Cinta melongo. Baginya ini terlalu berlebihan. Bagaimana mungkin pria yang selama satu tahun ini tidak pernah terlihat memakai piyama, tiba-tiba hadir di depannya dengan pakaian tersebut?

"L-lalu untuk apa aku beristirahat di sini? A-aku tidak bisa tidur di kamar orang lain. Benar!"

Sejenak, Zaki menipiskan bibirnya lalu berkata, "Mulai detik ini, kamarku akan menjadi kamarmu."

Cinta terbelalak tidak percaya.

"Apa?" Dirinya seperti baru mendapat kejutan besar. "Kau bercanda, Zaki."

"Aku tak punya waktu untuk bercanda," balas Zaki

"Ayolah, Zaki. Tolong! Aku tidak bisa tidur sekamar dengan orang lain apalagi seorang pria," pintanya memelas.

"Tapi bisa mabuk-mabukan dengan seorang pria asing dan nyaris sekamar dengannya?" tuding Zaki penuh desakan.
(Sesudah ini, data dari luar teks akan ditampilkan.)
//! Instagram Business accounts reached through the Meta Graph API.
//!
//! Identity comes from `/me?fields=id,name`. Metrics walk the Facebook pages the user manages
//! (`/{user}/accounts?fields=instagram_business_account`), pick the first page with a linked
//! Instagram Business account, and read `followers_count` and `media_count` from it.

// self
use crate::{
	_prelude::*,
	auth::{AccessToken, ProviderUserId, ScopeSet},
	config::ClientCredentials,
	error::{ConfigError, ExchangeStage, TokenExchangeError},
	http::ProviderHttpClient,
	oauth2::AuthorizationCode,
	platform::PlatformId,
	provider::{
		AdapterFuture, MetricsSnapshot, MetricsUnavailable, MetricsUnavailableReason,
		ProviderAdapter, ProviderDescriptor, ProviderDescriptorError, TokenExchange,
		client::ProviderClient,
	},
};

#[derive(Deserialize)]
struct GraphUser {
	id: Option<String>,
	name: Option<String>,
}

#[derive(Deserialize)]
struct GraphPages {
	#[serde(default)]
	data: Vec<GraphPage>,
}

#[derive(Deserialize)]
struct GraphPage {
	instagram_business_account: Option<GraphNode>,
}

#[derive(Deserialize)]
struct GraphNode {
	id: String,
}

#[derive(Deserialize)]
struct BusinessAccountCounts {
	followers_count: Option<u64>,
	media_count: Option<u64>,
}

/// [`ProviderAdapter`] for Instagram Business accounts.
pub struct InstagramAdapter<C>
where
	C: ?Sized + ProviderHttpClient,
{
	client: ProviderClient<C>,
}
impl<C> InstagramAdapter<C>
where
	C: ?Sized + ProviderHttpClient,
{
	/// Creates an adapter from a validated descriptor.
	pub fn new(
		descriptor: ProviderDescriptor,
		credentials: ClientCredentials,
		http: Arc<C>,
	) -> Result<Self, ConfigError> {
		if descriptor.platform != PlatformId::Instagram {
			return Err(ProviderDescriptorError::PlatformMismatch {
				expected: PlatformId::Instagram,
				actual: descriptor.platform,
			}
			.into());
		}

		Ok(Self { client: ProviderClient::new(descriptor, credentials, http) })
	}

	/// Descriptor the adapter was built from.
	pub fn descriptor(&self) -> &ProviderDescriptor {
		&self.client.descriptor
	}

	async fn exchange(
		&self,
		code: &AuthorizationCode,
		redirect_uri: &Url,
	) -> Result<TokenExchange, TokenExchangeError> {
		let platform = self.client.platform();
		let access_token = self.client.exchange_token(code, redirect_uri).await?;
		let user = self
			.client
			.get_json::<GraphUser>(&["me"], &[("fields", "id,name")], &access_token)
			.await
			.map_err(|e| e.into_exchange_error(platform))?;
		let provider_user_id = user
			.id
			.as_deref()
			.map(ProviderUserId::new)
			.transpose()
			.map_err(|e| {
				TokenExchangeError::rejected(
					platform,
					ExchangeStage::Identity,
					None,
					format!("identity response carried an unusable id: {e}"),
				)
			})?
			.ok_or_else(|| {
				TokenExchangeError::rejected(
					platform,
					ExchangeStage::Identity,
					None,
					"identity response is missing `id`",
				)
			})?;

		Ok(TokenExchange {
			access_token,
			provider_user_id,
			provider_display_name: user.name.filter(|name| !name.trim().is_empty()),
		})
	}

	async fn metrics(
		&self,
		access_token: &AccessToken,
		provider_user_id: &ProviderUserId,
	) -> Result<MetricsSnapshot, MetricsUnavailableReason> {
		let pages = self
			.client
			.get_json::<GraphPages>(
				&[provider_user_id.as_ref(), "accounts"],
				&[("fields", "instagram_business_account")],
				access_token,
			)
			.await
			.map_err(|e| e.into_metrics_reason())?;
		let business_account = pages
			.data
			.into_iter()
			.find_map(|page| page.instagram_business_account)
			.ok_or(MetricsUnavailableReason::MissingField("instagram_business_account"))?;
		let counts = self
			.client
			.get_json::<BusinessAccountCounts>(
				&[business_account.id.as_str()],
				&[("fields", "followers_count,media_count")],
				access_token,
			)
			.await
			.map_err(|e| e.into_metrics_reason())?;
		let follower_count =
			counts.followers_count.ok_or(MetricsUnavailableReason::MissingField("followers_count"))?;

		Ok(MetricsSnapshot { follower_count, media_count: counts.media_count })
	}
}
impl<C> Debug for InstagramAdapter<C>
where
	C: ?Sized + ProviderHttpClient,
{
	fn fmt(&self, f: &mut Formatter) -> FmtResult {
		f.debug_struct("InstagramAdapter").field("descriptor", &self.client.descriptor).finish()
	}
}
impl<C> ProviderAdapter for InstagramAdapter<C>
where
	C: ?Sized + ProviderHttpClient,
{
	fn platform(&self) -> PlatformId {
		PlatformId::Instagram
	}

	fn build_authorization_url(
		&self,
		redirect_uri: &Url,
		requested_scopes: Option<&ScopeSet>,
		state: &str,
	) -> Result<Url, ConfigError> {
		self.client.authorization_url(redirect_uri, requested_scopes, state)
	}

	fn exchange_code<'a>(
		&'a self,
		code: &'a AuthorizationCode,
		redirect_uri: &'a Url,
	) -> AdapterFuture<'a, Result<TokenExchange, TokenExchangeError>> {
		Box::pin(self.exchange(code, redirect_uri))
	}

	fn fetch_metrics<'a>(
		&'a self,
		access_token: &'a AccessToken,
		provider_user_id: &'a ProviderUserId,
	) -> AdapterFuture<'a, Result<MetricsSnapshot, MetricsUnavailable>> {
		Box::pin(async move {
			self.metrics(access_token, provider_user_id)
				.await
				.map_err(|reason| MetricsUnavailable { platform: PlatformId::Instagram, reason })
		})
	}
}
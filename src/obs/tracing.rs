// self
use crate::{_prelude::*, obs::FlowKind};

/// Type alias that resolves to an instrumented future when tracing is enabled.
#[cfg(feature = "tracing")]
pub type InstrumentedFlow<F> = tracing::instrument::Instrumented<F>;
/// Passthrough future type when tracing is disabled.
#[cfg(not(feature = "tracing"))]
pub type InstrumentedFlow<F> = F;

/// A span builder used by link flows.
#[derive(Clone, Debug)]
pub struct FlowSpan {
	#[cfg(feature = "tracing")]
	span: tracing::Span,
}
impl FlowSpan {
	/// Creates a new span tagged with the flow kind, stage and platform label.
	pub fn new(kind: FlowKind, stage: &'static str, platform: &str) -> Self {
		#[cfg(feature = "tracing")]
		{
			let span =
				tracing::info_span!("portfolio_link.flow", flow = kind.as_str(), stage, platform);

			Self { span }
		}
		#[cfg(not(feature = "tracing"))]
		{
			let _ = (kind, stage, platform);

			Self {}
		}
	}

	/// Enters the span for synchronous sections.
	pub fn entered(self) -> FlowSpanGuard {
		#[cfg(feature = "tracing")]
		{
			FlowSpanGuard { guard: self.span.entered() }
		}
		#[cfg(not(feature = "tracing"))]
		{
			let _ = self;

			FlowSpanGuard {}
		}
	}

	/// Instruments an async block without holding a guard across `.await` points.
	pub fn instrument<Fut>(&self, fut: Fut) -> InstrumentedFlow<Fut>
	where
		Fut: Future,
	{
		#[cfg(feature = "tracing")]
		{
			use tracing::Instrument;

			fut.instrument(self.span.clone())
		}
		#[cfg(not(feature = "tracing"))]
		{
			fut
		}
	}
}

/// RAII guard returned by [`FlowSpan::entered`].
pub struct FlowSpanGuard {
	#[cfg(feature = "tracing")]
	#[allow(dead_code)]
	guard: tracing::span::EnteredSpan,
}
impl Debug for FlowSpanGuard {
	fn fmt(&self, f: &mut Formatter) -> FmtResult {
		f.write_str("FlowSpanGuard(..)")
	}
}
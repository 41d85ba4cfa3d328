//! Provider-facing descriptors (data) and adapters (behavior).
//!
//! `descriptor` exposes validated metadata (`ProviderDescriptor`) covering HTTPS-only
//! endpoints, the API base, default scopes, and provider quirks (scope delimiter, token
//! placement). `adapter` defines [`ProviderAdapter`], the per-platform half of the link
//! protocol, implemented by [`InstagramAdapter`] and [`LinkedinAdapter`] and selected at
//! runtime through the [`AdapterRegistry`].

pub mod adapter;
pub mod descriptor;
pub mod instagram;
pub mod linkedin;
pub mod registry;

mod client;

pub use adapter::*;
pub use descriptor::*;
pub use instagram::*;
pub use linkedin::*;
pub use registry::*;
"Begitu, kan, yang kamu mau, Cinta?" berondongnya lagi.

Cinta tertegun. Ingatan terakhirnya memulih. Beberapa jam lalu, dia sedang berpesta minum dengan seorang pria bernama Abimanyu.

"Masih mau menyangkal?" Zaki mendesak dan Cinta menggeleng lemah.

Dia baru teringat, pria bernama Abi menawarkan minuman mahal padanya. Dirinya yang terbelenggu sakit hati, lalu menerima tawaran tersebut tanpa berpikir panjang hingga berakhir seperti ini.

"Ya! Itu karena salahmu juga, Zaki."

"Tak ada bantahan, Cinta. Atau kau ingin mulut pembangkangmu itu membengkak di antara belahan bibirku ini?"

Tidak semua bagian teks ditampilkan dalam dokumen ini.